(EXCERPTED RECORDS Opens)
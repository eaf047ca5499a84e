//! JSON wire codec.
//!
//! Wire field names are camelCase and live only in this module and in the serde
//! attributes of the model types. A [`Part`] is encoded as an object carrying exactly one
//! of `text`, `inlineData`, `fileData`, `functionCall` or `functionResponse`; decoding
//! rejects objects carrying none or several of them.

use super::content::{FileData, FunctionCall, FunctionResponse, InlineData, Part};
use base64::{Engine as _, engine::general_purpose};
use serde::de::DeserializeOwned;
use serde::{Deserialize, Serialize};
use thiserror::Error;
use tracing::warn;

#[derive(Debug, Error)]
pub enum Error {
    #[error(
        "unrecognized part: expected one of `text`, `inlineData`, `fileData`, `functionCall`, `functionResponse`"
    )]
    UnrecognizedPart,
    #[error("part carries more than one kind of data: {}", .0.join(", "))]
    MultiplePartKinds(Vec<&'static str>),
    #[error(transparent)]
    Json(#[from] serde_json::Error),
}

/// Encode any model type into its JSON wire value.
pub fn encode<T>(value: &T) -> Result<serde_json::Value, Error>
where
    T: Serialize + ?Sized,
{
    Ok(serde_json::to_value(value)?)
}

/// Decode a JSON wire value into a model type.
pub fn decode<T>(value: serde_json::Value) -> Result<T, Error>
where
    T: DeserializeOwned,
{
    Ok(serde_json::from_value(value)?)
}

#[derive(Deserialize)]
#[serde(rename_all = "camelCase")]
struct WirePart {
    text: Option<String>,
    inline_data: Option<InlineData>,
    file_data: Option<FileData>,
    function_call: Option<FunctionCall>,
    function_response: Option<FunctionResponse>,
}

impl WirePart {
    fn into_part(self) -> Result<Part, Error> {
        let mut present: Vec<(&'static str, Part)> = [
            self.text.map(|text| ("text", Part::Text(text))),
            self.inline_data
                .map(|data| ("inlineData", Part::InlineData(data))),
            self.file_data.map(|data| ("fileData", Part::FileData(data))),
            self.function_call
                .map(|call| ("functionCall", Part::FunctionCall(call))),
            self.function_response
                .map(|response| ("functionResponse", Part::FunctionResponse(response))),
        ]
        .into_iter()
        .flatten()
        .collect();

        if present.len() > 1 {
            return Err(Error::MultiplePartKinds(
                present.into_iter().map(|(key, _)| key).collect(),
            ));
        }

        present
            .pop()
            .map(|(_, part)| part)
            .ok_or(Error::UnrecognizedPart)
    }
}

impl Part {
    /// Decode a single part from its wire value, keeping the typed error.
    pub fn from_value(value: serde_json::Value) -> Result<Self, Error> {
        serde_json::from_value::<WirePart>(value)?.into_part()
    }
}

impl<'de> Deserialize<'de> for Part {
    fn deserialize<D>(deserializer: D) -> Result<Self, D::Error>
    where
        D: serde::Deserializer<'de>,
    {
        WirePart::deserialize(deserializer)?
            .into_part()
            .map_err(serde::de::Error::custom)
    }
}

/// Enumerations received from the server.
///
/// New values may show up server side before the client knows them, so decoding never
/// fails on an unrecognized value: it logs it and falls back to [`WireEnum::UNKNOWN`].
pub(crate) trait WireEnum: Sized + Copy {
    const UNKNOWN: Self;
    const TYPE_NAME: &'static str;

    fn from_wire(value: &str) -> Option<Self>;
}

pub(crate) fn deserialize_tolerant<'de, D, T>(deserializer: D) -> Result<T, D::Error>
where
    D: serde::Deserializer<'de>,
    T: WireEnum,
{
    let raw = String::deserialize(deserializer)?;
    Ok(T::from_wire(&raw).unwrap_or_else(|| {
        warn!(
            kind = T::TYPE_NAME,
            value = %raw,
            "unrecognized enum value, decoding as unknown"
        );
        T::UNKNOWN
    }))
}

/// Declares a wire enumeration with an implicit `Unknown` variant.
///
/// `unknown` is the wire spelling of the unspecified value; it decodes to `Unknown`
/// silently, any other unrecognized string decodes to `Unknown` with a warning.
macro_rules! wire_enum {
    (
        $(#[$meta:meta])*
        $vis:vis enum $name:ident {
            $( $(#[$variant_meta:meta])* $variant:ident = $wire:literal, )+
        }
        unknown = $unknown:literal;
    ) => {
        $(#[$meta])*
        #[derive(Debug, Clone, Copy, PartialEq, Eq, Hash, Default)]
        $vis enum $name {
            $( $(#[$variant_meta])* $variant, )+
            /// A value this version of the crate does not recognize.
            #[default]
            Unknown,
        }

        impl $name {
            pub fn as_str(&self) -> &'static str {
                match self {
                    $( Self::$variant => $wire, )+
                    Self::Unknown => $unknown,
                }
            }
        }

        impl $crate::v1beta::codec::WireEnum for $name {
            const UNKNOWN: Self = Self::Unknown;
            const TYPE_NAME: &'static str = stringify!($name);

            fn from_wire(value: &str) -> Option<Self> {
                match value {
                    $( $wire => Some(Self::$variant), )+
                    $unknown => Some(Self::Unknown),
                    _ => None,
                }
            }
        }

        impl ::serde::Serialize for $name {
            fn serialize<S>(&self, serializer: S) -> Result<S::Ok, S::Error>
            where
                S: ::serde::Serializer,
            {
                serializer.serialize_str(self.as_str())
            }
        }

        impl<'de> ::serde::Deserialize<'de> for $name {
            fn deserialize<D>(deserializer: D) -> Result<Self, D::Error>
            where
                D: ::serde::Deserializer<'de>,
            {
                $crate::v1beta::codec::deserialize_tolerant(deserializer)
            }
        }
    };
}

pub(crate) use wire_enum;

/// Serialize a byte array as a base64 encoded string.
pub(crate) fn serialize_base64<S>(bytes: &[u8], serializer: S) -> Result<S::Ok, S::Error>
where
    S: serde::Serializer,
{
    serializer.serialize_str(&general_purpose::STANDARD.encode(bytes))
}

/// Deserialize a base64 encoded string into raw bytes.
pub(crate) fn deserialize_base64<'de, D>(deserializer: D) -> Result<Vec<u8>, D::Error>
where
    D: serde::Deserializer<'de>,
{
    let s = String::deserialize(deserializer)?;
    general_purpose::STANDARD
        .decode(s)
        .map_err(serde::de::Error::custom)
}
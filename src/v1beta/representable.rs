//! Conversions from application values into [`Part`] sequences.
//!
//! Strings, parts and collections of them implement [`PartsRepresentable`]. Inputs whose
//! conversion can fail (images) implement only [`ThrowingPartsRepresentable`], which every
//! [`PartsRepresentable`] also gets for free.
//!
//! Heterogeneous inputs can be mixed through trait objects:
//!
//! ```
//! use generative_ai::v1beta::{Part, PartsRepresentable};
//!
//! let inputs: [&dyn PartsRepresentable; 3] = [&"a", &Part::from("x"), &["b", "c"]];
//! assert_eq!(inputs.to_parts().len(), 4);
//! ```

use super::content::{FileData, FunctionCall, FunctionResponse, InlineData, Part};
use super::media;

pub trait PartsRepresentable {
    fn to_parts(&self) -> Vec<Part>;
}

pub trait ThrowingPartsRepresentable {
    fn try_to_parts(&self) -> Result<Vec<Part>, media::Error>;
}

impl<T> ThrowingPartsRepresentable for T
where
    T: PartsRepresentable + ?Sized,
{
    fn try_to_parts(&self) -> Result<Vec<Part>, media::Error> {
        Ok(self.to_parts())
    }
}

impl PartsRepresentable for str {
    fn to_parts(&self) -> Vec<Part> {
        vec![Part::Text(self.to_string())]
    }
}

impl PartsRepresentable for String {
    fn to_parts(&self) -> Vec<Part> {
        self.as_str().to_parts()
    }
}

impl PartsRepresentable for Part {
    fn to_parts(&self) -> Vec<Part> {
        vec![self.clone()]
    }
}

impl PartsRepresentable for InlineData {
    fn to_parts(&self) -> Vec<Part> {
        vec![Part::InlineData(self.clone())]
    }
}

impl PartsRepresentable for FileData {
    fn to_parts(&self) -> Vec<Part> {
        vec![Part::FileData(self.clone())]
    }
}

impl PartsRepresentable for FunctionCall {
    fn to_parts(&self) -> Vec<Part> {
        vec![Part::FunctionCall(self.clone())]
    }
}

impl PartsRepresentable for FunctionResponse {
    fn to_parts(&self) -> Vec<Part> {
        vec![Part::FunctionResponse(self.clone())]
    }
}

impl<T> PartsRepresentable for [T]
where
    T: PartsRepresentable,
{
    fn to_parts(&self) -> Vec<Part> {
        self.iter().flat_map(PartsRepresentable::to_parts).collect()
    }
}

impl<T, const N: usize> PartsRepresentable for [T; N]
where
    T: PartsRepresentable,
{
    fn to_parts(&self) -> Vec<Part> {
        self.as_slice().to_parts()
    }
}

impl<T> PartsRepresentable for Vec<T>
where
    T: PartsRepresentable,
{
    fn to_parts(&self) -> Vec<Part> {
        self.as_slice().to_parts()
    }
}

impl<T> PartsRepresentable for &T
where
    T: PartsRepresentable + ?Sized,
{
    fn to_parts(&self) -> Vec<Part> {
        (**self).to_parts()
    }
}

impl<T> PartsRepresentable for Box<T>
where
    T: PartsRepresentable + ?Sized,
{
    fn to_parts(&self) -> Vec<Part> {
        (**self).to_parts()
    }
}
(EXCERPTED RECORDS Closes)
» AIM OF THE TASK:
Return, line for line and unchanged, the data from its first line through the line containing "several of them.".

» EXERCISE SOLUTION:
repository eaf047ca5499a84e
//! JSON wire codec.
//!
//! Wire field names are camelCase and live only in this module and in the serde
//! attributes of the model types. A [`Part`] is encoded as an object carrying exactly one
//! of `text`, `inlineData`, `fileData`, `functionCall` or `functionResponse`; decoding
//! rejects objects carrying none or several of them.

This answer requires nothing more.